(I like the story hate it for different reasons) I think I hate this story because the p...

YoloHereTodayGoneTomorrow June 17, 2020 5:46 am

(I like the story hate it for different reasons)

I think I hate this story because the protagonist is like me I
never let anyone get closer to me. Everyone who knew me
told me, I was too nice to people. I don't have any friends
from any of the 6 schools I have gone to. I feel like Tono I
have no feelings left in my life.

I actually never dated before or been in any type of
relationship. I isolated my self from people I guess I was
always afraid of getting hurt. I am almost 20 half way there.

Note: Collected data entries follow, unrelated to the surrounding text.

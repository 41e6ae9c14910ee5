//! Share token codec.
//!
//! A token is the serialized property list, compressed when possible,
//! then percent-encoded so it can sit in a query string:
//!
//! ```text
//! Deflate  percent(base64(zlib(json)))
//! Base64   percent(base64(json))
//! Plain    percent(json)
//! ```
//!
//! Encoding uses the first tier the build supports. Decoding never trusts
//! a tier marker; it tries every tier in a fixed order until one yields a
//! JSON list or object, so links produced by any tier keep working.

mod tiers;

use crate::capabilities::Capabilities;
use crate::settings::WorkbenchSettings;
use serde_json::Value as Json;
use std::fmt;
use tiers::{DECODERS, ENCODERS};

/// Representation a token was produced with.
#[derive(Debug, Clone, Copy, PartialEq, Eq, Hash)]
pub enum Tier {
    Deflate,
    Base64,
    Plain,
}

impl fmt::Display for Tier {
    fn fmt(&self, f: &mut fmt::Formatter<'_>) -> fmt::Result {
        f.write_str(match self {
            Self::Deflate => "deflate",
            Self::Base64 => "base64",
            Self::Plain => "plain",
        })
    }
}

/// Codec failures. The `Display` text is shown to the user.
#[derive(Debug, Clone, PartialEq, Eq, thiserror::Error)]
pub enum CodecError {
    #[error(
        "Too much data to share in a link ({chars} characters, limit {limit}). \
         Remove some properties or use the JSON export instead."
    )]
    PayloadTooLarge { chars: usize, limit: usize },
    #[error("compression is not available in this build")]
    CompressionUnavailable,
    #[error("could not encode share data: {0}")]
    EncodeFailed(String),
    #[error("malformed share data: {0}")]
    Malformed(String),
    #[error("The shared link data could not be read. The link may be incomplete or corrupted.")]
    Undecodable,
}

/// A percent-encoded token and the tier that produced it.
#[derive(Debug, Clone, PartialEq, Eq)]
pub struct EncodedToken {
    pub token: String,
    pub tier: Tier,
}

/// JSON recovered from a token and the tier that read it.
#[derive(Debug, Clone, PartialEq)]
pub struct Decoded {
    pub value: Json,
    pub tier: Tier,
}

/// Encodes and decodes share tokens.
#[derive(Debug, Clone)]
pub struct ShareCodec {
    compression: bool,
    max_payload_chars: usize,
    chunk_bytes: usize,
}

impl ShareCodec {
    pub fn new(capabilities: &Capabilities, settings: &WorkbenchSettings) -> Self {
        Self {
            compression: capabilities.compression,
            max_payload_chars: settings.max_payload_chars,
            chunk_bytes: settings.base64_chunk_bytes,
        }
    }

    pub fn max_payload_chars(&self) -> usize {
        self.max_payload_chars
    }

    /// Rejects payloads over the character limit.
    pub fn check_size(&self, json: &str) -> Result<(), CodecError> {
        let chars = json.chars().count();
        if chars > self.max_payload_chars {
            return Err(CodecError::PayloadTooLarge {
                chars,
                limit: self.max_payload_chars,
            });
        }
        Ok(())
    }

    /// Encodes JSON text with the best available tier.
    pub fn encode(&self, json: &str) -> Result<EncodedToken, CodecError> {
        self.check_size(json)?;
        let mut last_error = CodecError::EncodeFailed("no encoding tier available".to_string());
        for strategy in ENCODERS {
            if strategy.needs_compression && !self.compression {
                continue;
            }
            match (strategy.attempt)(json, self.chunk_bytes) {
                Ok(raw) => {
                    let token = urlencoding::encode(&raw).into_owned();
                    log::debug!(
                        "Encoded {} chars of share data as {} ({} chars)",
                        json.len(),
                        strategy.tier,
                        token.len()
                    );
                    return Ok(EncodedToken {
                        token,
                        tier: strategy.tier,
                    });
                }
                Err(e) => {
                    log::warn!("Share encoding tier {} failed: {}", strategy.tier, e);
                    last_error = e;
                }
            }
        }
        Err(last_error)
    }

    /// Encodes with one specific tier.
    pub fn encode_as(&self, json: &str, tier: Tier) -> Result<EncodedToken, CodecError> {
        self.check_size(json)?;
        let strategy = ENCODERS
            .iter()
            .find(|s| s.tier == tier)
            .ok_or_else(|| CodecError::EncodeFailed(format!("unknown tier {}", tier)))?;
        if strategy.needs_compression && !self.compression {
            return Err(CodecError::CompressionUnavailable);
        }
        let raw = (strategy.attempt)(json, self.chunk_bytes)?;
        Ok(EncodedToken {
            token: urlencoding::encode(&raw).into_owned(),
            tier,
        })
    }

    /// Decodes a token produced by any tier.
    pub fn decode(&self, token: &str) -> Result<Decoded, CodecError> {
        let text = match urlencoding::decode(token) {
            Ok(text) => text.into_owned(),
            Err(e) => {
                log::debug!("Share token is not percent-decodable ({}), using it as is", e);
                token.to_string()
            }
        };
        for strategy in DECODERS {
            if strategy.needs_compression && !self.compression {
                continue;
            }
            match (strategy.attempt)(&text) {
                Ok(value) => {
                    log::debug!("Decoded share data with the {} tier", strategy.tier);
                    return Ok(Decoded {
                        value,
                        tier: strategy.tier,
                    });
                }
                Err(e) => log::debug!("Share decoding tier {} failed: {}", strategy.tier, e),
            }
        }
        log::error!("Share data could not be decoded by any tier");
        Err(CodecError::Undecodable)
    }
}

#[cfg(test)]
mod tests {
    use super::*;
    use serde_json::json;

    fn codec() -> ShareCodec {
        ShareCodec::new(&Capabilities::default(), &WorkbenchSettings::default())
    }

    fn sample() -> Json {
        json!([{
            "id": "a1", "nome": "Fazenda São José", "area": "12.34", "tipo": "kml",
            "matricula": "123", "car": "", "itr": "", "ccir": "",
            "geometria": {"type": "Polygon", "coordinates": [[[-47.0, -15.0], [-47.1, -15.0], [-47.1, -15.1], [-47.0, -15.0]]]}
        }])
    }

    #[test]
    fn test_round_trip_every_tier() {
        let codec = codec();
        let json = sample().to_string();
        for tier in [Tier::Deflate, Tier::Base64, Tier::Plain] {
            if tier == Tier::Deflate && !cfg!(feature = "deflate") {
                continue;
            }
            let encoded = codec.encode_as(&json, tier).unwrap();
            let decoded = codec.decode(&encoded.token).unwrap();
            assert_eq!(decoded.value, sample(), "tier {}", tier);
            assert_eq!(decoded.tier, tier);
        }
    }

    #[test]
    fn test_preferred_tier_follows_capabilities() {
        let json = sample().to_string();
        let caps = Capabilities::default().without_compression();
        let plain_codec = ShareCodec::new(&caps, &WorkbenchSettings::default());
        assert_eq!(plain_codec.encode(&json).unwrap().tier, Tier::Base64);
        if cfg!(feature = "deflate") {
            assert_eq!(codec().encode(&json).unwrap().tier, Tier::Deflate);
        }
    }

    #[test]
    fn test_lower_tier_tokens_decode_with_compression_enabled() {
        let codec = codec();
        let json = sample().to_string();
        let base64 = codec.encode_as(&json, Tier::Base64).unwrap();
        assert_eq!(codec.decode(&base64.token).unwrap().value, sample());
        let plain = codec.encode_as(&json, Tier::Plain).unwrap();
        assert_eq!(codec.decode(&plain.token).unwrap().value, sample());
    }

    #[test]
    fn test_encoding_is_deterministic() {
        let codec = codec();
        let json = sample().to_string();
        assert_eq!(codec.encode(&json).unwrap(), codec.encode(&json).unwrap());
    }

    #[test]
    fn test_oversized_payload_is_refused() {
        let codec = codec();
        let filler = "x".repeat(50_001 - 4);
        let json = format!("[\"{}\"]", filler);
        assert_eq!(json.chars().count(), 50_001);
        assert_eq!(
            codec.encode(&json),
            Err(CodecError::PayloadTooLarge {
                chars: 50_001,
                limit: 50_000
            })
        );
        let at_limit = format!("[\"{}\"]", "x".repeat(50_000 - 4));
        assert!(codec.encode(&at_limit).is_ok());
    }

    #[test]
    fn test_limit_counts_characters_not_bytes() {
        let codec = codec();
        let json = format!("[\"{}\"]", "ç".repeat(30_000));
        assert!(json.len() > 50_000);
        assert!(codec.encode(&json).is_ok());
    }

    #[test]
    fn test_garbage_is_undecodable() {
        let codec = codec();
        assert_eq!(codec.decode("%%%not-a-token"), Err(CodecError::Undecodable));
        assert_eq!(codec.decode(""), Err(CodecError::Undecodable));
        // Valid base64 of a bare number is not a payload.
        assert_eq!(codec.decode("NDI%3D"), Err(CodecError::Undecodable));
    }

    #[test]
    fn test_latin1_base64_payload_decodes() {
        use base64::Engine as _;
        let raw = [b"[{\"nome\":\"S".as_slice(), &[0xed], b"tio\"}]"].concat();
        let token = urlencoding::encode(&base64::engine::general_purpose::STANDARD.encode(raw))
            .into_owned();
        let decoded = codec().decode(&token).unwrap();
        assert_eq!(decoded.value, json!([{"nome": "Sítio"}]));
        assert_eq!(decoded.tier, Tier::Base64);
    }
}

I want my life to end already, it may be the current situation
that the world is in, but I want to end my life now so I don't
feel empty anymore.

I hate this story because it is holding up a mirror to my life,
well some of it at least. the truth I don't want to look at, that I
am living without a reason, there is no real reason to live.
People strive and step on people to get somewhere in life.
But in the end only a few make it somewhere, and the rest
just fade in the commotion that is life.

People move on in their life, people choose to move forward
even if it seems impossible, even if what they went though
was worse than death, it's hard to live and remember all the
pain. Because death is an escape to forgetting your pain and
responsibilities. But some people find it easier to fade away.

A mind that makes me breathe, a heart that keeps me from
fading, but they both are dying, all the same.